Julio le dice medio en broma y para provocarle que es un esclavo de la industria. “Vaya hombre, y también lo son entonces los agricultores que dependen del precio que les impone Mercadona, Carrefour o LidL. ¿Acaso no eres tú esclavo de Vodafone o yo de Movistar?”, le replica Ramiro. “Esto de ir contra los modelos de integración vertical”, continúa, “es otra manía que habéis cogido los ecologistas, Julio, que veis por todas partes multinacionales dispuestas a chuparnos la sangre a los ganaderos. Para vosotros, integrarnos en la cadena industrial es como pactar con el diablo”.

“Sabes bien, Ramiro, los abusos de poder que se dan por parte de la industria.
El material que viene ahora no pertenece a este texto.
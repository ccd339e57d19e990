//! Selection session WASM bindings.
//!
//! [`JsSelectionSession`] lets a browser host drive a
//! [`SelectionCoordinator`]: forward pointer events from its gesture
//! recognizers, drain notifications once per animation frame and finish
//! the crop against the source image.
//!
//! # Example
//!
//! ```typescript
//! const session = new JsSelectionSession(image.width, image.height, 0, 0, 428, 328, 'lasso');
//!
//! canvas.onpointermove = (e) => {
//!   session.pointer('lassoPan', 'changed', e.offsetX, e.offsetY, e.timeStamp);
//! };
//!
//! requestAnimationFrame(() => {
//!   session.flush_events((event) => {
//!     if (event.kind === 'cropBoxChanged') drawBox(event.value);
//!   });
//! });
//!
//! if (session.can_crop) {
//!   const cropped = session.finish(image);
//! }
//! ```
//!
//! Events are plain objects shaped `{ kind, value }`, where `kind` is the
//! camel-cased event name.

use freecrop_core::codec::Bitmap;
use freecrop_core::geometry::{Point, Rect};
use freecrop_core::session::{
    GestureKind, GesturePhase, PointerEvent, SelectionCoordinator, SelectionMode, SessionConfig,
};
use freecrop_core::PathContour;
use wasm_bindgen::prelude::*;

use crate::types::{js_error, JsBitmap};

/// A live selection session over one source image.
#[wasm_bindgen]
pub struct JsSelectionSession {
    inner: SelectionCoordinator,
}

#[wasm_bindgen]
impl JsSelectionSession {
    /// Start a session with the default configuration.
    ///
    /// # Arguments
    /// * `image_width`, `image_height` - Source size in pixels
    /// * `view_x`, `view_y`, `view_width`, `view_height` - Host view bounds
    /// * `mode` - `"rectangle"`, `"ellipse"`, `"polygon"` or `"lasso"`
    #[wasm_bindgen(constructor)]
    pub fn new(
        image_width: u32,
        image_height: u32,
        view_x: f64,
        view_y: f64,
        view_width: f64,
        view_height: f64,
        mode: &str,
    ) -> Result<JsSelectionSession, JsValue> {
        let view = Rect::new(view_x, view_y, view_width, view_height);
        Self::create(image_width, image_height, view, mode, SessionConfig::default())
            .map_err(js_error)
    }

    /// Start a session with a configuration object.
    ///
    /// Missing fields take their defaults, so `{ use_predefined_frame: true }`
    /// is a complete configuration.
    #[allow(clippy::too_many_arguments)]
    pub fn with_config(
        image_width: u32,
        image_height: u32,
        view_x: f64,
        view_y: f64,
        view_width: f64,
        view_height: f64,
        mode: &str,
        config: JsValue,
    ) -> Result<JsSelectionSession, JsValue> {
        let config: SessionConfig = serde_wasm_bindgen::from_value(config)
            .map_err(|e| JsValue::from_str(&format!("Invalid session config: {}", e)))?;
        let view = Rect::new(view_x, view_y, view_width, view_height);
        Self::create(image_width, image_height, view, mode, config).map_err(js_error)
    }

    /// Forward one pointer event.
    ///
    /// `gesture` is `"cropPan"`, `"polygonTap"`, `"lassoPan"` or
    /// `"doubleTap"`; `phase` is `"began"`, `"changed"`, `"ended"` or
    /// `"cancelled"`. Returns whether the event was consumed.
    pub fn pointer(
        &mut self,
        gesture: &str,
        phase: &str,
        x: f64,
        y: f64,
        timestamp: f64,
    ) -> Result<bool, JsValue> {
        self.handle_pointer(gesture, phase, Point::new(x, y), timestamp)
            .map_err(js_error)
    }

    /// Whether a recognizer for `gesture` should start at `(x, y)`.
    pub fn should_begin(&self, gesture: &str, x: f64, y: f64) -> Result<bool, JsValue> {
        let kind = parse_gesture(gesture).map_err(js_error)?;
        Ok(self.inner.should_begin(kind, Point::new(x, y)))
    }

    pub fn set_mode(&mut self, mode: &str) -> Result<(), JsValue> {
        let mode = parse_mode(mode).map_err(js_error)?;
        self.inner.set_mode(mode);
        Ok(())
    }

    pub fn set_aspect_locked(&mut self, locked: bool) {
        self.inner.set_aspect_locked(locked);
    }

    /// Re-fit the image after the host view was resized.
    pub fn set_view_bounds(&mut self, x: f64, y: f64, width: f64, height: f64) {
        self.inner.set_view_bounds(Rect::new(x, y, width, height));
    }

    pub fn undo(&mut self) {
        self.inner.undo();
    }

    #[wasm_bindgen(getter)]
    pub fn can_undo(&self) -> bool {
        self.inner.can_undo()
    }

    #[wasm_bindgen(getter)]
    pub fn can_crop(&self) -> bool {
        self.inner.can_crop()
    }

    /// Drop the selection and start over.
    pub fn clear(&mut self) {
        self.inner.deselect();
    }

    pub fn begin_orientation_change(&mut self) {
        self.inner.begin_orientation_change();
    }

    pub fn complete_orientation_change(&mut self, x: f64, y: f64, width: f64, height: f64) {
        self.inner
            .complete_orientation_change(Rect::new(x, y, width, height));
    }

    /// Crop box as `[x, y, width, height]`.
    pub fn crop_box(&self) -> Vec<f64> {
        rect_to_vec(self.inner.crop_box())
    }

    /// Displayed image bounds as `[x, y, width, height]`.
    pub fn content_bounds(&self) -> Vec<f64> {
        rect_to_vec(self.inner.content_bounds())
    }

    /// Selection outline in view units as `[x0, y0, x1, y1, ...]`, empty
    /// until the selection can be cropped.
    pub fn selection_outline(&self) -> Vec<f64> {
        self.inner
            .selection_contour()
            .map(|contour| contour_to_vec(&contour))
            .unwrap_or_default()
    }

    /// Deliver queued events to `callback`, oldest first. Returns how many
    /// were delivered.
    ///
    /// If `callback` throws, the error is rethrown and the events after the
    /// one being delivered stay queued for the next flush.
    pub fn flush_events(&mut self, callback: &js_sys::Function) -> Result<u32, JsValue> {
        let delivered = self.inner.try_drain_events(|event| {
            let value = serde_wasm_bindgen::to_value(&event)
                .map_err(|e| JsValue::from_str(&e.to_string()))?;
            callback.call1(&JsValue::NULL, &value).map(|_| ())
        })?;
        Ok(delivered as u32)
    }

    /// End the session and cut the selection out of `source`.
    ///
    /// The session cannot be used afterwards.
    pub fn finish(self, source: &JsBitmap) -> Result<JsBitmap, JsValue> {
        let source = source.to_bitmap().map_err(js_error)?;
        self.finish_with(&source)
            .map(JsBitmap::from_bitmap)
            .map_err(js_error)
    }
}

impl JsSelectionSession {
    pub(crate) fn create(
        image_width: u32,
        image_height: u32,
        view: Rect,
        mode: &str,
        config: SessionConfig,
    ) -> Result<Self, String> {
        let mode = parse_mode(mode)?;
        if image_width == 0 || image_height == 0 {
            return Err(format!(
                "Invalid image size {}x{}: both dimensions must be non-zero",
                image_width, image_height
            ));
        }
        Ok(Self {
            inner: SelectionCoordinator::new(image_width, image_height, view, mode, config),
        })
    }

    pub(crate) fn handle_pointer(
        &mut self,
        gesture: &str,
        phase: &str,
        point: Point,
        timestamp: f64,
    ) -> Result<bool, String> {
        let event = PointerEvent::new(parse_gesture(gesture)?, parse_phase(phase)?, point, timestamp);
        Ok(self.inner.pointer(event))
    }

    pub(crate) fn finish_with(self, source: &Bitmap) -> Result<Bitmap, String> {
        let request = self.inner.finish().map_err(|e| e.to_string())?;
        request.run(source).map_err(|e| e.to_string())
    }
}

pub(crate) fn parse_mode(mode: &str) -> Result<SelectionMode, String> {
    match mode {
        "rectangle" => Ok(SelectionMode::Rectangle),
        "ellipse" => Ok(SelectionMode::Ellipse),
        "polygon" => Ok(SelectionMode::Polygon),
        "lasso" => Ok(SelectionMode::Lasso),
        other => Err(format!("Unknown selection mode: {}", other)),
    }
}

pub(crate) fn parse_gesture(gesture: &str) -> Result<GestureKind, String> {
    match gesture {
        "cropPan" => Ok(GestureKind::CropPan),
        "polygonTap" => Ok(GestureKind::PolygonTap),
        "lassoPan" => Ok(GestureKind::LassoPan),
        "doubleTap" => Ok(GestureKind::DoubleTap),
        other => Err(format!("Unknown gesture: {}", other)),
    }
}

pub(crate) fn parse_phase(phase: &str) -> Result<GesturePhase, String> {
    match phase {
        "began" => Ok(GesturePhase::Began),
        "changed" => Ok(GesturePhase::Changed),
        "ended" => Ok(GesturePhase::Ended),
        "cancelled" => Ok(GesturePhase::Cancelled),
        other => Err(format!("Unknown gesture phase: {}", other)),
    }
}

fn rect_to_vec(rect: Rect) -> Vec<f64> {
    vec![rect.x, rect.y, rect.w, rect.h]
}

fn contour_to_vec(contour: &PathContour) -> Vec<f64> {
    contour.points().iter().flat_map(|p| [p.x, p.y]).collect()
}


/// WASM-specific tests that require JsValue.
///
/// These tests use functions that return `Result<T, JsValue>` and can only
/// run on wasm32 targets. Use `wasm-pack test` to run these.
#[cfg(all(test, target_arch = "wasm32"))]
mod wasm_tests {
    use super::*;
    use wasm_bindgen_test::*;

    wasm_bindgen_test_configure!(run_in_browser);

    #[wasm_bindgen_test]
    fn test_constructor_and_pointer() {
        let mut s = JsSelectionSession::new(800, 600, 0.0, 0.0, 428.0, 328.0, "rectangle").unwrap();
        assert!(s.pointer("cropPan", "began", 54.0, 54.0, 0.0).unwrap());
        assert!(s.pointer("cropPan", "changed", 154.0, 114.0, 16.0).unwrap());
        assert!(s.pointer("cropPan", "ended", 154.0, 114.0, 32.0).unwrap());
        assert!(s.pointer("swipe", "began", 0.0, 0.0, 0.0).is_err());
        assert!(s.can_crop());
    }

    #[wasm_bindgen_test]
    fn test_with_config_object() {
        let config = serde_wasm_bindgen::to_value(&SessionConfig {
            use_predefined_frame: true,
            ..Default::default()
        })
        .unwrap();
        let s = JsSelectionSession::with_config(800, 600, 0.0, 0.0, 428.0, 328.0, "ellipse", config)
            .unwrap();
        assert_eq!(s.crop_box(), vec![114.0, 89.0, 200.0, 150.0]);
    }

    #[wasm_bindgen_test]
    fn test_flush_events_calls_back() {
        let mut s = JsSelectionSession::new(800, 600, 0.0, 0.0, 428.0, 328.0, "polygon").unwrap();
        let callback = js_sys::Function::new_no_args("");
        // Box placed on the content bounds, then ready for gestures.
        assert_eq!(s.flush_events(&callback).unwrap(), 2);
        assert_eq!(s.flush_events(&callback).unwrap(), 0);
    }

    #[wasm_bindgen_test]
    fn test_throwing_callback_keeps_remaining_events() {
        let mut s = JsSelectionSession::new(800, 600, 0.0, 0.0, 428.0, 328.0, "polygon").unwrap();
        let throw_once = js_sys::Function::new_with_args(
            "event",
            "if (!globalThis.__freecropThrown) { globalThis.__freecropThrown = true; throw new Error('boom'); }",
        );
        assert!(s.flush_events(&throw_once).is_err());
        // The box change was handed over; ready-for-gestures is still queued.
        assert_eq!(s.flush_events(&throw_once).unwrap(), 1);
        assert_eq!(s.flush_events(&throw_once).unwrap(), 0);
    }

    #[wasm_bindgen_test]
    fn test_finish_through_bindings() {
        let mut s = JsSelectionSession::new(800, 600, 0.0, 0.0, 428.0, 328.0, "rectangle").unwrap();
        s.pointer("cropPan", "began", 54.0, 54.0, 0.0).unwrap();
        s.pointer("cropPan", "changed", 154.0, 114.0, 16.0).unwrap();
        s.pointer("cropPan", "ended", 154.0, 114.0, 32.0).unwrap();
        let source = JsBitmap::new(800, 600, vec![255u8; 800 * 600 * 4]);
        let cropped = s.finish(&source).unwrap();
        assert_eq!((cropped.width(), cropped.height()), (200, 120));
    }

    #[wasm_bindgen_test]
    fn test_finish_incomplete_is_an_error() {
        let s = JsSelectionSession::new(800, 600, 0.0, 0.0, 428.0, 328.0, "lasso").unwrap();
        let source = JsBitmap::new(800, 600, vec![255u8; 800 * 600 * 4]);
        assert!(s.finish(&source).is_err());
    }
}
//! FreeCrop WASM - WebAssembly bindings for FreeCrop
//!
//! This crate exposes the freecrop-core selection engine to
//! JavaScript/TypeScript hosts.
//!
//! # Module Structure
//!
//! - `session` - Interactive selection sessions (crop box, polygon, lasso)
//! - `trim` - Transparent-border trimming
//! - `codec` - Image decoding and PNG encoding
//! - `types` - WASM-compatible wrapper types for image data
//!
//! # Usage
//!
//! ```typescript
//! import init, { decode_image, encode_png, JsSelectionSession } from '@freecrop/wasm';
//!
//! // Initialize WASM module (must call first)
//! await init();
//!
//! const source = decode_image(new Uint8Array(await file.arrayBuffer()));
//! const session = new JsSelectionSession(source.width, source.height, 0, 0, 428, 328, 'polygon');
//! // ... forward pointer events, flush events each frame ...
//! const png = encode_png(session.finish(source));
//! ```

use log::LevelFilter;
use wasm_bindgen::prelude::*;

mod codec;
mod logger;
mod session;
mod trim;
mod types;

// Re-export public types
pub use codec::{decode_image, encode_png};
pub use session::JsSelectionSession;
pub use trim::{opaque_insets, trim_transparent};
pub use types::JsBitmap;

/// Initialize the WASM module (called automatically on load).
///
/// Routes core log records to the browser console at `info` level.
#[wasm_bindgen(start)]
pub fn init() {
    logger::install(LevelFilter::Info);
}

/// Change how much the engine logs to the console.
///
/// Accepts `off`, `error`, `warn`, `info`, `debug` or `trace`.
#[wasm_bindgen]
pub fn set_log_level(level: &str) -> Result<(), JsValue> {
    let level = logger::parse_level(level)
        .ok_or_else(|| JsValue::from_str(&format!("Unknown log level: {}", level)))?;
    logger::install(level);
    Ok(())
}

/// Get the version of the WASM module
#[wasm_bindgen]
pub fn version() -> String {
    env!("CARGO_PKG_VERSION").to_string()
}

/// Milliseconds to wait after a rotation before calling
/// `complete_orientation_change` when the host has no rotation-complete
/// signal.
#[wasm_bindgen]
pub fn rotation_settle_delay_ms() -> u32 {
    freecrop_core::ROTATION_SETTLE_DELAY.as_millis() as u32
}

#[cfg(test)]
mod tests {
    use super::*;

    #[test]
    fn test_version() {
        assert!(!version().is_empty());
    }

    #[test]
    fn test_rotation_settle_delay() {
        assert_eq!(rotation_settle_delay_ms(), 300);
    }
}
Recuerda el caso de Juan, que hasta le embargaron por no poder pagar la deuda que había contraído con la empresa de integración”, le dice Julio. “Sí, vale, me acuerdo bien”, le contesta Ramiro, “pero eso se acabará cuando se aplique la nueva Ley de la Cadena Alimentaria y convierta en obligatorios los contratos”.

Lo cierto es que, hasta ahora, Ramiro está salvando la renta de su familia gracias a los ingresos que le genera la granja intensiva de porcino. “Las parcelas que tengo con cultivos agrícolas apenas me dan beneficios”, le comenta a su amigo Julio. “Bien sabes que cada vez es menor la rentabilidad, debido a la caída de los precios y al aumento del coste de la energía y de los insumos, en especial los fertilizantes”, añade. Las ayudas de la PAC le ayudan a resistir, como a tantos otros agricultores, y por eso valora Ramiro que continúen esos pagos en los próximos años.

Llega un vecino, también ganadero, y le recuerda a Ramiro la gran manifestación del 23 de enero en defensa del medio rural. “¿Vas a ir?”, le pregunta Julio. “Aún no lo sé. Tengo muchas dudas”, le responde Ramiro. “Veo un tufillo raro en esta convocatoria, y me temo que habrá quien quiera sacar tajada política de todo esto”, añade moviendo la cabeza. “Pero bueno, Ramiro”, interviene Julio, “tú que estás todo el día refunfuñando, protestando por lo mal que os van las cosas y diciendo que no os comprenden, resulta que ahora te vas a echar para atrás. La verdad es que no te entiendo”.

Ramiro le muestra la propaganda de “Alma Rural”, la asociación que ha convocado la manifestación en defensa de los valores del mundo rural. “No sé por qué, pero no me fío de esta gente”, dice Ramiro, “como tampoco de esa Alianza Rural que se ha formado y que también quiere movilizarnos el próximo 20 de marzo”, añade.

“A mí eso de hablar del alma rural, de los valores del mundo rural así en general como si todos fuéramos iguales, no me convence en una agricultura tan diversa como la nuestra”, continúa. “Porque vamos a ver, Julio, ¿qué tengo yo en común con los grandes ganaderos de reses bravas o con los grandes olivareros de superintensivo o con los cazadores, yo que no cazo?”. No, no me gustan este tipo de convocatorias, no las veo claras”. Ramiro cierra el ordenador y se dirige con Julio a las cochiqueras donde le espera su hijo para darle una vuelta al ganado.